Alnylam Completes Enrollment for Phase 3 HELIOS-A Trial Testing Vutrisiran
Alnylam Pharmaceuticals announced that it has completed patient enrollment for its Phase 3 HELIOS-A trial of vutrisiran, which will test the safety and efficacy of the candidate therapy for treating hereditary transthyretin amyloidosis.
HELIOS-A (NCT03759379) enrolled 160 participants from 68 clinical sites across 22 countries worldwide. Topline data is expected by the beginning of 2021.
“We are pleased to have reached another important milestone for our TTR program by completing enrollment of the HELIOS-A study,” Rena Denoncourt, program leader for the vutrisiran clinical program at Alnylam, said in a press release.
“We are committed to developing multiple therapeutic options for this progressive, life-threatening and multisystem disease, and believe that vutrisiran, as a low-dose, once-quarterly, subcutaneously administered investigational therapeutic, can be an attractive option for patients. We look forward to sharing topline results in early 2021,” Denoncourt said.
Hereditary transthyretin amyloidosis or hATTR, also known as familial amyloid polyneuropathy or FAP, is a progressive neurodegenerative disorder caused by mutations in the TTR gene, which provides instructions to make a protein called transthyretin. This protein transports vitamin A (retinol) and a hormone called thyroxine throughout the body. The mutations lead to the production of an abnormal, misfolded protein that tends to clump together and form aggregates known as amyloid deposits in different tissues and organs.
Formerly known as ALN-TTRsc02, Vutrisiran is an RNA-targeted therapy that shuts down the production of the misfolded transthyretin by latching onto and silencing its messenger RNA — the molecule that is used as a template for the production of the protein. Vutrisiran received orphan drug status for the treatment of FAP in both the U.S. and the EU in 2018.
HELIOS-A is a Phase 3, global, randomized, open-label study that has been designed to evaluate the effectiveness and safety of vutrisiran in people with FAP. Participants will be randomly assigned to receive either 25mg of vutrisiran subcutaneously — in under-the-skin injections — once every 12 weeks, or 0.3mg/kg of Onpattro (patisiran), given intravenously, or into the vein, once every three weeks.
Onpattro was the first RNA-targeted therapy to win approval from the U.S. Food and Drug Administration (FDA) for the treatment of FAP. It will be used in the HELIOS-A study for comparison purposes.

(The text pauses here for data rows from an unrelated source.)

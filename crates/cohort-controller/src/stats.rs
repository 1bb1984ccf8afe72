//! Bucket statistics reported by distributors.
//!
//! Counts are signed so that the difference between two reports can be held
//! in the same types as the reports themselves.

use std::collections::BTreeMap;
use std::ops::{Add, AddAssign, Sub, SubAssign};

use serde::{Deserialize, Serialize};

/// Bucket space holding ordinary documents.
pub const DEFAULT_SPACE: &str = "default";
/// Bucket space holding documents replicated to every node.
pub const GLOBAL_SPACE: &str = "global";

// ============================================================================
// Bucket space stats
// ============================================================================

/// Bucket counts of one storage node in one bucket space.
#[derive(Debug, Clone, Copy, Default, PartialEq, Eq, Hash, Serialize, Deserialize)]
pub struct BucketSpaceStats {
    pub buckets_total: i64,
    pub buckets_pending: i64,
}

impl BucketSpaceStats {
    pub fn new(buckets_total: i64, buckets_pending: i64) -> Self {
        Self {
            buckets_total,
            buckets_pending,
        }
    }

    /// Buckets that are not waiting for a merge.
    pub fn buckets_synced(&self) -> i64 {
        self.buckets_total - self.buckets_pending
    }

    pub fn is_zero(&self) -> bool {
        self.buckets_total == 0 && self.buckets_pending == 0
    }

    /// Share of buckets in sync; 1.0 when there are no buckets.
    #[allow(clippy::cast_precision_loss)]
    pub fn merge_completion_ratio(&self) -> f64 {
        if self.buckets_total == 0 {
            return 1.0;
        }
        self.buckets_synced() as f64 / self.buckets_total as f64
    }

    pub fn may_have_buckets_pending(&self, min_merge_completion_ratio: f64) -> bool {
        self.merge_completion_ratio() < min_merge_completion_ratio
    }
}

impl Add for BucketSpaceStats {
    type Output = Self;

    fn add(self, rhs: Self) -> Self {
        Self::new(
            self.buckets_total + rhs.buckets_total,
            self.buckets_pending + rhs.buckets_pending,
        )
    }
}

impl Sub for BucketSpaceStats {
    type Output = Self;

    fn sub(self, rhs: Self) -> Self {
        Self::new(
            self.buckets_total - rhs.buckets_total,
            self.buckets_pending - rhs.buckets_pending,
        )
    }
}

impl AddAssign for BucketSpaceStats {
    fn add_assign(&mut self, rhs: Self) {
        *self = *self + rhs;
    }
}

impl SubAssign for BucketSpaceStats {
    fn sub_assign(&mut self, rhs: Self) {
        *self = *self - rhs;
    }
}

// ============================================================================
// Content node stats
// ============================================================================

/// Per bucket space stats of one node.
///
/// All-zero spaces are never stored; an absent space reads as zero.
#[derive(Debug, Clone, Default, PartialEq, Eq, Serialize, Deserialize)]
pub struct ContentNodeStats {
    node_index: u16,
    spaces: BTreeMap<String, BucketSpaceStats>,
}

impl ContentNodeStats {
    pub fn new(node_index: u16) -> Self {
        Self {
            node_index,
            spaces: BTreeMap::new(),
        }
    }

    #[must_use]
    pub fn with_space(mut self, space: impl Into<String>, stats: BucketSpaceStats) -> Self {
        self.add_space(space.into(), stats);
        self
    }

    pub fn node_index(&self) -> u16 {
        self.node_index
    }

    pub fn bucket_space(&self, space: &str) -> Option<&BucketSpaceStats> {
        self.spaces.get(space)
    }

    pub fn bucket_spaces(&self) -> &BTreeMap<String, BucketSpaceStats> {
        &self.spaces
    }

    pub fn is_empty(&self) -> bool {
        self.spaces.is_empty()
    }

    /// Sum over every bucket space.
    pub fn total(&self) -> BucketSpaceStats {
        self.spaces
            .values()
            .fold(BucketSpaceStats::default(), |sum, stats| sum + *stats)
    }

    fn add_space(&mut self, space: String, stats: BucketSpaceStats) {
        let entry = self.spaces.entry(space).or_default();
        *entry += stats;
        if entry.is_zero() {
            self.spaces.retain(|_, stats| !stats.is_zero());
        }
    }

    fn sub_space(&mut self, space: String, stats: BucketSpaceStats) {
        let entry = self.spaces.entry(space).or_default();
        *entry -= stats;
        if entry.is_zero() {
            self.spaces.retain(|_, stats| !stats.is_zero());
        }
    }
}

impl AddAssign<&ContentNodeStats> for ContentNodeStats {
    fn add_assign(&mut self, rhs: &ContentNodeStats) {
        for (space, stats) in &rhs.spaces {
            self.add_space(space.clone(), *stats);
        }
    }
}

impl SubAssign<&ContentNodeStats> for ContentNodeStats {
    fn sub_assign(&mut self, rhs: &ContentNodeStats) {
        for (space, stats) in &rhs.spaces {
            self.sub_space(space.clone(), *stats);
        }
    }
}

// ============================================================================
// Content cluster stats
// ============================================================================

/// Stats of many storage nodes, keyed by node index.
///
/// One distributor's report, or the cluster-wide aggregate of all of them.
#[derive(Debug, Clone, Default, PartialEq, Eq, Serialize, Deserialize)]
pub struct ContentClusterStats {
    nodes: BTreeMap<u16, ContentNodeStats>,
}

impl ContentClusterStats {
    /// Empty stats for each of the given storage nodes.
    pub fn for_nodes(storage_nodes: impl IntoIterator<Item = u16>) -> Self {
        Self {
            nodes: storage_nodes
                .into_iter()
                .map(|index| (index, ContentNodeStats::new(index)))
                .collect(),
        }
    }

    #[must_use]
    pub fn with_node(mut self, stats: ContentNodeStats) -> Self {
        self.nodes.insert(stats.node_index, stats);
        self
    }

    pub fn node(&self, index: u16) -> Option<&ContentNodeStats> {
        self.nodes.get(&index)
    }

    pub fn contains(&self, index: u16) -> bool {
        self.nodes.contains_key(&index)
    }

    pub fn iter(&self) -> impl Iterator<Item = &ContentNodeStats> {
        self.nodes.values()
    }

    pub fn len(&self) -> usize {
        self.nodes.len()
    }

    pub fn is_empty(&self) -> bool {
        self.nodes.is_empty()
    }

    /// Applies a delta to the nodes this instance tracks; others are ignored.
    pub fn apply(&mut self, delta: &ContentClusterStats) {
        for (index, node) in &mut self.nodes {
            if let Some(change) = delta.nodes.get(index) {
                *node += change;
            }
        }
    }
}

/// The change that turns `previous` into `next`, per node and bucket space.
///
/// Pure; zero changes are left out, so re-sending an identical report yields
/// an empty delta.
pub fn stats_delta(
    previous: Option<&ContentClusterStats>,
    next: &ContentClusterStats,
) -> ContentClusterStats {
    let mut delta = ContentClusterStats::default();
    for (index, node) in &next.nodes {
        let mut change = ContentNodeStats::new(*index);
        change += node;
        delta.nodes.insert(*index, change);
    }
    if let Some(previous) = previous {
        for (index, node) in &previous.nodes {
            *delta
                .nodes
                .entry(*index)
                .or_insert_with(|| ContentNodeStats::new(*index)) -= node;
        }
    }
    delta.nodes.retain(|_, change| !change.is_empty());
    delta
}

impl<'a> IntoIterator for &'a ContentClusterStats {
    type Item = &'a ContentNodeStats;
    type IntoIter = std::collections::btree_map::Values<'a, u16, ContentNodeStats>;

    fn into_iter(self) -> Self::IntoIter {
        self.nodes.values()
    }
}

impl FromIterator<ContentNodeStats> for ContentClusterStats {
    fn from_iter<T: IntoIterator<Item = ContentNodeStats>>(iter: T) -> Self {
        Self {
            nodes: iter
                .into_iter()
                .map(|stats| (stats.node_index, stats))
                .collect(),
        }
    }
}

#[cfg(test)]
mod tests {
    use super::*;

    fn node(index: u16, space: &str, total: i64, pending: i64) -> ContentNodeStats {
        ContentNodeStats::new(index).with_space(space, BucketSpaceStats::new(total, pending))
    }

    #[test]
    fn completion_ratio() {
        assert_eq!(BucketSpaceStats::new(10, 2).merge_completion_ratio(), 0.8);
        assert_eq!(BucketSpaceStats::new(0, 0).merge_completion_ratio(), 1.0);
        assert!(BucketSpaceStats::new(10, 5).may_have_buckets_pending(0.6));
        assert!(!BucketSpaceStats::new(10, 4).may_have_buckets_pending(0.6));
        assert!(!BucketSpaceStats::new(0, 0).may_have_buckets_pending(1.0));
    }

    #[test]
    fn node_stats_sum_and_prune() {
        let mut stats = node(3, DEFAULT_SPACE, 10, 2);
        stats += &node(3, GLOBAL_SPACE, 5, 5);
        assert_eq!(stats.total(), BucketSpaceStats::new(15, 7));

        stats -= &node(3, GLOBAL_SPACE, 5, 5);
        assert!(stats.bucket_space(GLOBAL_SPACE).is_none());
        assert_eq!(stats, node(3, DEFAULT_SPACE, 10, 2));
    }

    #[test]
    fn delta_of_identical_reports_is_empty() {
        let report: ContentClusterStats =
            [node(0, DEFAULT_SPACE, 4, 1), node(1, DEFAULT_SPACE, 8, 0)]
                .into_iter()
                .collect();
        assert!(stats_delta(Some(&report), &report).is_empty());
    }

    #[test]
    fn delta_covers_nodes_dropped_from_a_report() {
        let previous: ContentClusterStats = [node(0, DEFAULT_SPACE, 4, 1)].into_iter().collect();
        let next: ContentClusterStats = [node(1, DEFAULT_SPACE, 2, 0)].into_iter().collect();

        let delta = stats_delta(Some(&previous), &next);
        assert_eq!(
            delta.node(0).unwrap().bucket_space(DEFAULT_SPACE),
            Some(&BucketSpaceStats::new(-4, -1))
        );
        assert_eq!(
            delta.node(1).unwrap().bucket_space(DEFAULT_SPACE),
            Some(&BucketSpaceStats::new(2, 0))
        );
    }

    #[test]
    fn apply_ignores_untracked_nodes() {
        let mut aggregate = ContentClusterStats::for_nodes([0, 1]);
        let delta: ContentClusterStats =
            [node(1, DEFAULT_SPACE, 3, 1), node(9, DEFAULT_SPACE, 7, 7)]
                .into_iter()
                .collect();
        aggregate.apply(&delta);

        assert_eq!(aggregate.len(), 2);
        assert!(aggregate.node(0).unwrap().is_empty());
        assert_eq!(aggregate.node(1).unwrap().total(), BucketSpaceStats::new(3, 1));
        assert!(!aggregate.contains(9));
    }
}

For most study goals, the results from patients receiving vutrisiran will be compared with data from participants who were given a placebo in the Phase 3 APOLLO (NCT01960348) trial. That study, completed in 2017, assessed the safety and efficacy of Onpattro in patients with FAP.
The main goals of HELIOS-A include assessing the changes in scores on two tests — the modified Neurologic Impairment Score +7 (mNIS+7) and the Norfolk Quality of Life-Diabetic Neuropathy (Norfolk QoL-DN) — from the start of the study to its nine-month mark.
Secondary goals include changes from the study’s start, or baseline, in a timed 10-meter walk test, body mass index (BMI), and the Rash-built Overall Disability Scale (R-ODS), which is a measure of physical activity and social participation limits.
Investigators also will compare the degree to which transthyretin is reduced in blood samples from those taking vutrisiran with those receiving Onpattro. Other exploratory endpoints include assessing the effects of vutrisiran on specific symptoms of FAP, such as the buildup of amyloid deposits in the heart.
Alnylam also is testing the safety and efficacy of vutrisiran in a separate Phase 3 trial called HELIOS-B (NCT04153149), which is enrolling FAP patients with heart disease (cardiomyopathy). HELIOS-B is still recruiting participants at several sites across the U.S.
Together, both trials will test vutrisiran’s effectiveness across the full spectrum of FAP symptoms.